- **Work instructions**
The expected response is a copy of every line in the entries below that includes the word "baas".

- **Information**
·····
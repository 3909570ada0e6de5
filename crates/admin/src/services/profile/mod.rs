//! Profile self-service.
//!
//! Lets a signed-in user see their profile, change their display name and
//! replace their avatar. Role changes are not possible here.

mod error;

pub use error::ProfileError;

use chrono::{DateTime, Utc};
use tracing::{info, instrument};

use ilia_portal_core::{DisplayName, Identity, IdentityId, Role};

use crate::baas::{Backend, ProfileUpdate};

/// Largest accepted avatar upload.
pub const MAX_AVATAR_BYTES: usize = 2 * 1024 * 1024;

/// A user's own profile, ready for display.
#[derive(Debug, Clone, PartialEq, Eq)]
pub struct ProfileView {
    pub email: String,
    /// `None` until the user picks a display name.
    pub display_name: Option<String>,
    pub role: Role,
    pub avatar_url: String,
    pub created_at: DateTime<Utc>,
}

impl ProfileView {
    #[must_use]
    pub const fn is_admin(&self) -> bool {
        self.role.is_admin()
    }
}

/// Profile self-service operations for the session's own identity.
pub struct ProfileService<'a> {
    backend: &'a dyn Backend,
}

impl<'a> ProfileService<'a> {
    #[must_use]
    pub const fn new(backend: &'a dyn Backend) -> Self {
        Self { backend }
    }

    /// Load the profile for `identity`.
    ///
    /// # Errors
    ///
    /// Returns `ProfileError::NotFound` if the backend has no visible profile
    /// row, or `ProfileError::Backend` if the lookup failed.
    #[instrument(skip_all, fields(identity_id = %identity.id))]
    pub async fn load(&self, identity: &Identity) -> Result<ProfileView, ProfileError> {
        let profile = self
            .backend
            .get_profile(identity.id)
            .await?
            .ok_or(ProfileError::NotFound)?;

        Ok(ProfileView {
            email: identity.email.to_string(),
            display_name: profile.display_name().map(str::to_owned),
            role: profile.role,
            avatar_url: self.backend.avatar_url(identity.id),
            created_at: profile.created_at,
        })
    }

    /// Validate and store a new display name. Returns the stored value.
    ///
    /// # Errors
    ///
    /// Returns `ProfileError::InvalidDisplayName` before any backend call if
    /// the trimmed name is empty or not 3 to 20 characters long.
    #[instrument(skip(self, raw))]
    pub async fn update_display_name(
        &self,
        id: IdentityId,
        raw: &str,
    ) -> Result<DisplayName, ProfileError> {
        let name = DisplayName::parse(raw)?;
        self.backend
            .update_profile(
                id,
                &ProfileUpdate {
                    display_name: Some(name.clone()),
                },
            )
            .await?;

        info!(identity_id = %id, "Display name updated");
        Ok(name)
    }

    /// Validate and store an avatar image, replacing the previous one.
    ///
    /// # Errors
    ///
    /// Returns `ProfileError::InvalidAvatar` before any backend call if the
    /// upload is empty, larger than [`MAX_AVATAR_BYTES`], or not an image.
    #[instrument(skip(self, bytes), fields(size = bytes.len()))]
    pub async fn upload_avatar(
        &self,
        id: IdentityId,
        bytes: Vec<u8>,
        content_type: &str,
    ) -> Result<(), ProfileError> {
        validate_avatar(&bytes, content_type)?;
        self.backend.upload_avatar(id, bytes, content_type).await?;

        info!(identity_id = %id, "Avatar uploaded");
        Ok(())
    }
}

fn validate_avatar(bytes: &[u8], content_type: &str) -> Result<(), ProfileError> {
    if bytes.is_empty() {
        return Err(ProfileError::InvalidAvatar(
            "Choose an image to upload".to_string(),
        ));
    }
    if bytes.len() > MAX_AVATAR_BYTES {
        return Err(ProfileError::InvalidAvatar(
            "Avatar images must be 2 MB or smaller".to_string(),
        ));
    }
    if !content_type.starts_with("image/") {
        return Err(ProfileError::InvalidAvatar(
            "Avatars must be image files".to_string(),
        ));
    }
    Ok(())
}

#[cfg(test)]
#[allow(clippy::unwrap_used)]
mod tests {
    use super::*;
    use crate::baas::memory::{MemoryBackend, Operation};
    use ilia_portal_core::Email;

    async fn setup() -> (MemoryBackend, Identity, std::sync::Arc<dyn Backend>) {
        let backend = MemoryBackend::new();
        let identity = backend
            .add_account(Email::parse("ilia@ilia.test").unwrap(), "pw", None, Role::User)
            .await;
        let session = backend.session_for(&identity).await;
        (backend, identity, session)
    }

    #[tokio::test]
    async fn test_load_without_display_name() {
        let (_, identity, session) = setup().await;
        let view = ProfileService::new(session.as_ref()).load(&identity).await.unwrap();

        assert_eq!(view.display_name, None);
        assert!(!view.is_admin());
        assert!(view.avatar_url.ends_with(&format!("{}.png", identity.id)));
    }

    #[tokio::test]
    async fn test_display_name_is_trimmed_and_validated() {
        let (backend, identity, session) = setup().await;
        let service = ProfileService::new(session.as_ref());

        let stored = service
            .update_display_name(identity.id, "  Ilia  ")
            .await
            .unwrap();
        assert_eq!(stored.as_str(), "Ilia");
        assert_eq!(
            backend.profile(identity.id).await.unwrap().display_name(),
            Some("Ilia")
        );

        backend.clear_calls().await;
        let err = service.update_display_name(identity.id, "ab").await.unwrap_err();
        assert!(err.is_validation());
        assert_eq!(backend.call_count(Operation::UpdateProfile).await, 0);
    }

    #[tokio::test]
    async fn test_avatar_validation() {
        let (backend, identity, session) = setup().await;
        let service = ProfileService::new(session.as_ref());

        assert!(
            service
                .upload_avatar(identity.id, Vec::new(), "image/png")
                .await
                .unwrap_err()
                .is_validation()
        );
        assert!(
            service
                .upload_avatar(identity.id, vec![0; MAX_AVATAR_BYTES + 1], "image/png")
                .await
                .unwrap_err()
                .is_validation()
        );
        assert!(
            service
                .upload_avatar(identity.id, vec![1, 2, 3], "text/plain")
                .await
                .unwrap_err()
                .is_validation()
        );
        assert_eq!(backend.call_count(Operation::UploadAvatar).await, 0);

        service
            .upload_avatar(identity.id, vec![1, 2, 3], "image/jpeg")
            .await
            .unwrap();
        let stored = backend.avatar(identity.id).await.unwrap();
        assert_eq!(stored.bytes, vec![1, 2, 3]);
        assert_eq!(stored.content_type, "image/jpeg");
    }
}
·····
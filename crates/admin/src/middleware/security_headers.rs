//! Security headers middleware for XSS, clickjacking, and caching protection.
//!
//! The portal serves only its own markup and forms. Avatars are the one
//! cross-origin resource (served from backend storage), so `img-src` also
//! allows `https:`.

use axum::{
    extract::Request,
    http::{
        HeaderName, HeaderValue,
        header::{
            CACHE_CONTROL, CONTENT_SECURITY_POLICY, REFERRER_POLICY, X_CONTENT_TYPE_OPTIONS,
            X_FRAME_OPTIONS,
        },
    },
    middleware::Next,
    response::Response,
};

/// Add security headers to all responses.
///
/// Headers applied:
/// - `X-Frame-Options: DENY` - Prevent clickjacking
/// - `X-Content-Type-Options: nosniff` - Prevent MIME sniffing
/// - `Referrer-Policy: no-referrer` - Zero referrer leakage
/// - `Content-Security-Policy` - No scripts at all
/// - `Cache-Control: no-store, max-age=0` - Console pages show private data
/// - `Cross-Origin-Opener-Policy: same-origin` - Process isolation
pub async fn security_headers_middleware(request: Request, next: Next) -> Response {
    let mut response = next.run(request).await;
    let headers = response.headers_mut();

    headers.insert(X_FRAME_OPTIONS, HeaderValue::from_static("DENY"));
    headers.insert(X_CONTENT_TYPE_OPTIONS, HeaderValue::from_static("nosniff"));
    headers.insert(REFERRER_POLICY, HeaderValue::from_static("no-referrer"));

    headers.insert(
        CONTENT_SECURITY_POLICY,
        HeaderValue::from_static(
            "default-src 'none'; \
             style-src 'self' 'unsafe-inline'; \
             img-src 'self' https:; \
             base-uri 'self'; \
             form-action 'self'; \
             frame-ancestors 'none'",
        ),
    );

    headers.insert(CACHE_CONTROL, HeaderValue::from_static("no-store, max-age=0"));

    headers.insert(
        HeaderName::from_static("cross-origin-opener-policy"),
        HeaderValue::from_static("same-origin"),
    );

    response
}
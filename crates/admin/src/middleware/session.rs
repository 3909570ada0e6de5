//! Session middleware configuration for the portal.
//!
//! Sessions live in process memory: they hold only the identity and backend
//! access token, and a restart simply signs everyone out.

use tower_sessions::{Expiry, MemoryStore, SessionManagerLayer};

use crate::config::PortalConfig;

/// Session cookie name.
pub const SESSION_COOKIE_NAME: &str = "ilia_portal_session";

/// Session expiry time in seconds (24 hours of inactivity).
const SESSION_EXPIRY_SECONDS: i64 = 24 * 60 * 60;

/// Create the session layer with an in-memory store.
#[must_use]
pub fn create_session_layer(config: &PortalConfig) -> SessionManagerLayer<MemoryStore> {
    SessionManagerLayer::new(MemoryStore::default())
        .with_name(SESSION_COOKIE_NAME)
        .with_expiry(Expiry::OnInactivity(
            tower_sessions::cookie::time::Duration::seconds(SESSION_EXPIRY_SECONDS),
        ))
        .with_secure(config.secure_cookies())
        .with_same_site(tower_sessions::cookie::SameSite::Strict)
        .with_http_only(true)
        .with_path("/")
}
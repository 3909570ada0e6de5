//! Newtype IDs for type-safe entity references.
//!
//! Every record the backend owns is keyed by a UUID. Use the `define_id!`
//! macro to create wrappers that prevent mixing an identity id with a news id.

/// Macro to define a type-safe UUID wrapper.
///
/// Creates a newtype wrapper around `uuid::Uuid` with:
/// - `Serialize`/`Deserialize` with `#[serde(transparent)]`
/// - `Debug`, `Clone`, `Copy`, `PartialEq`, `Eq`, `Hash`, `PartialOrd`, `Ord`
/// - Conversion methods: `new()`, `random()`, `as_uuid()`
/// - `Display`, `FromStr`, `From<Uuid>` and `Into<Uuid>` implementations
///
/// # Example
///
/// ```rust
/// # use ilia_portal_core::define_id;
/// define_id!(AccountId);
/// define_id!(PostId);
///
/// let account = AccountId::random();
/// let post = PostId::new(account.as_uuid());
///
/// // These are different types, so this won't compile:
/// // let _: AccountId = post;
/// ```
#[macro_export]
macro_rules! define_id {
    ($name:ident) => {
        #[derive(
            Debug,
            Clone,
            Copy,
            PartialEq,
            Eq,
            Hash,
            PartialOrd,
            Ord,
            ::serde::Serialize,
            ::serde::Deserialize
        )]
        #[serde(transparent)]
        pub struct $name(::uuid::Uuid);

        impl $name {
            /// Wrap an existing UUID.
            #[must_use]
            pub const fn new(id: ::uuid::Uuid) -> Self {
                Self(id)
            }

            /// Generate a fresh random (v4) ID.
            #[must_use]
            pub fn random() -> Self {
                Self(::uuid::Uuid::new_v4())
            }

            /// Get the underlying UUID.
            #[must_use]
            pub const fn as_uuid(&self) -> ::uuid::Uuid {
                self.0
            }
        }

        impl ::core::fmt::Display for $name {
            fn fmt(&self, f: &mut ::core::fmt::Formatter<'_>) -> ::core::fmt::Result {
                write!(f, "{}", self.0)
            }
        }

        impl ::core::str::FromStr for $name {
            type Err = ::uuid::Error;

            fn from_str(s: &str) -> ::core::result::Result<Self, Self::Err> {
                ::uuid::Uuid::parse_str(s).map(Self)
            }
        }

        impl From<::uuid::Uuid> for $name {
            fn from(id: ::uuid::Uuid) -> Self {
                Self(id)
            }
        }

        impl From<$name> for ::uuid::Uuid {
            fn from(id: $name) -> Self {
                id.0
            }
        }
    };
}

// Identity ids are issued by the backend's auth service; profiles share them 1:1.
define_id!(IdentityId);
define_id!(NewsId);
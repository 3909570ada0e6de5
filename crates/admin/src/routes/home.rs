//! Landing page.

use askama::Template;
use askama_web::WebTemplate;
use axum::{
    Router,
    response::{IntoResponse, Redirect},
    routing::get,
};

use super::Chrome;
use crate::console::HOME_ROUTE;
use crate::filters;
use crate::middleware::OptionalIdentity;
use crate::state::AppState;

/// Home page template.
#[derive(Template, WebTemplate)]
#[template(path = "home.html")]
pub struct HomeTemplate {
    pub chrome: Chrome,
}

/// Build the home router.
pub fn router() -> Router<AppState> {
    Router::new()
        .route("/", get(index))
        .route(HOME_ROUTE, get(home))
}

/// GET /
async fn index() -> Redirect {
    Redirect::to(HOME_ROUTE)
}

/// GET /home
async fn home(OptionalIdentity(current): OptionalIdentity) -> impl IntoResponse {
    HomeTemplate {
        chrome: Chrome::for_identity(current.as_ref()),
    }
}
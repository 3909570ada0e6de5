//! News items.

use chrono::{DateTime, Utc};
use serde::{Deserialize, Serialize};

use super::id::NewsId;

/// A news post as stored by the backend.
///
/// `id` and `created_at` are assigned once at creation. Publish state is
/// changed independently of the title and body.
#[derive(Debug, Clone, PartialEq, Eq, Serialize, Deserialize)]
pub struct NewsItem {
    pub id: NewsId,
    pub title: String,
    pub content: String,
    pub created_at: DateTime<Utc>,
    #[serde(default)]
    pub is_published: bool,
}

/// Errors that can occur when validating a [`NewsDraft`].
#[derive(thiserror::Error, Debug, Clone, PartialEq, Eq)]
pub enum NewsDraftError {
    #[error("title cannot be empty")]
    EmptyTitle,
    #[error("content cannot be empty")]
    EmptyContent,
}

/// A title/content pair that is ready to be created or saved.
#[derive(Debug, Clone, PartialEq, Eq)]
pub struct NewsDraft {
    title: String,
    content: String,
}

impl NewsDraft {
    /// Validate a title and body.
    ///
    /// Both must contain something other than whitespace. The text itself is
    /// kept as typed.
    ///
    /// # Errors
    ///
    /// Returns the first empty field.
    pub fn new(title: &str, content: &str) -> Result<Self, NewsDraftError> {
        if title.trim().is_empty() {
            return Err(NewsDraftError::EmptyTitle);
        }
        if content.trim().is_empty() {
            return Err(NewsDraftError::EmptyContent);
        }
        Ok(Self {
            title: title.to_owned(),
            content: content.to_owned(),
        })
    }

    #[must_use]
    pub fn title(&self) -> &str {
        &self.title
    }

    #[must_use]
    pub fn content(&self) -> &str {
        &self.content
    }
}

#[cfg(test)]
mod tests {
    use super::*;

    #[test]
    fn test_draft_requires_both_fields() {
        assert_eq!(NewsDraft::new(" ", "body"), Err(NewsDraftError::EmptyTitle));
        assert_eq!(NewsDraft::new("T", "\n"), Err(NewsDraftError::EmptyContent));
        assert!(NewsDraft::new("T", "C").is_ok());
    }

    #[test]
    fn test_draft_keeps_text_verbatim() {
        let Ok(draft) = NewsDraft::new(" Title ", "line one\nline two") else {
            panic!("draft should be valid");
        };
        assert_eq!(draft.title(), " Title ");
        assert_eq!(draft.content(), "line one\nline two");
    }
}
·····
- **Solution**
use crate::baas::{Backend, ProfileUpdate};
    use crate::baas::memory::{MemoryBackend, Operation};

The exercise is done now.